[Date Prev][Date Next][Thread Prev][Thread Next][Date Index][Thread Index]

Re: Volunteers for verifying the quran data



Mete Kural wrote:
Tom had some ideas on creating a whole new code chart from scratch
for proper Arabic that is ideal for scholarly research in Level 2
plain of Unicode (so it would still be under the umbrella of
Unicode). Then there would be a well defined conversion scheme
between Unicode 06xx block and this new codeblock. He can perhaps
give us some insight after he's back from his conference.

But that would be a long term project and I wouldn't expect anything
solid within the next five years.

Surprise!  Already did that.  ;)

I haven't looked at it for 2 or 3 years, but I've been mulling over this sort of thing off and on for about 10 years. In the end I did come up with an encoding design I think you might find interesting, after about 3 years, and Lord only knows how many tries. Unfortunately, it's been sitting on my harddrive for about 2 years in TeX (actually Omega) waiting to be rewritten in XML, so I can't really submit anything at the moment for you to look at. I'll hack at it over the next few weeks and post it to the web eventually; maybe you'll find something useful. (It's kind of exciting to know that I'm not the only person in the world who has daydreamed about this!)

I'll give you a few brief ideas of what I tried to capture:

1) The most important principal is: move intelligence out of software and into the encoding;

2) On the basis of that, include codepoints for both radical and non-radical consonants. E.g., "m" is non-radical meem, "M" is radical meem. Before you dismiss this is silly overkill, consider all the things it allows us to do with standard software, such as searching by root, sorting in the traditional manner, etc.

3) Include codepoints for "occluded" or implicit radicals.
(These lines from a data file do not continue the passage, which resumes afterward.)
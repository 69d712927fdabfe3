use std::{
    fs::{File, OpenOptions},
    io::{BufReader, BufWriter, ErrorKind, Write as _},
    path::Path,
};

use anyhow::Context as _;

use crate::foundation::error::{MashupError, MashupResult};

/// Decode one JSON document from `path`.
///
/// A missing file maps to [`MashupError::NotFound`], a malformed document to
/// [`MashupError::Serde`].
pub fn read_json<T: serde::de::DeserializeOwned>(path: &Path) -> MashupResult<T> {
    let f = match File::open(path) {
        Ok(f) => f,
        Err(e) if e.kind() == ErrorKind::NotFound => {
            return Err(MashupError::not_found(format!(
                "'{}' does not exist",
                path.display()
            )));
        }
        Err(e) => {
            return Err(anyhow::Error::new(e)
                .context(format!("failed to open '{}'", path.display()))
                .into());
        }
    };
    serde_json::from_reader(BufReader::new(f))
        .map_err(|e| MashupError::serde(format!("failed to decode '{}': {e}", path.display())))
}

/// Encode `value` into a file that must not exist yet.
///
/// An existing file maps to [`MashupError::AlreadyExists`]. A failed encode removes the
/// partially written file.
pub fn write_json_new<T: serde::Serialize>(path: &Path, value: &T) -> MashupResult<()> {
    let f = match OpenOptions::new().write(true).create_new(true).open(path) {
        Ok(f) => f,
        Err(e) if e.kind() == ErrorKind::AlreadyExists => {
            return Err(MashupError::already_exists(format!(
                "'{}' already exists",
                path.display()
            )));
        }
        Err(e) => {
            return Err(anyhow::Error::new(e)
                .context(format!("failed to create '{}'", path.display()))
                .into());
        }
    };

    let mut w = BufWriter::new(f);
    let written = serde_json::to_writer_pretty(&mut w, value)
        .map_err(|e| MashupError::serde(format!("failed to encode '{}': {e}", path.display())))
        .and_then(|()| {
            w.write_all(b"\n")
                .and_then(|()| w.flush())
                .with_context(|| format!("failed to write '{}'", path.display()))
                .map_err(MashupError::from)
        });
    if written.is_err() {
        drop(w);
        let _ = std::fs::remove_file(path);
    }
    written
}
So for example, I use u as damma, but ú to mean a damma with an implicit waw radical, as in "lam yaqúl". So I can still search by root, even where the radicals are only implicit.

4) Various other stuff like tanween, tamweem, idgham, semantic v. phonotactic shadda, etc.

5) Explicit treatment of hamza as a full-fledged character that happens to need a kursi

6) Use latin-1 as the abstract encoding, which means I can write Arabic precisely (including Quranic with all marks!) in any Latin-1 enabled editor

7) Jettison the supremely stupid legacy (read: Unicode) notion that written Arabic is "inherently" bidirectional

etc.

-gregg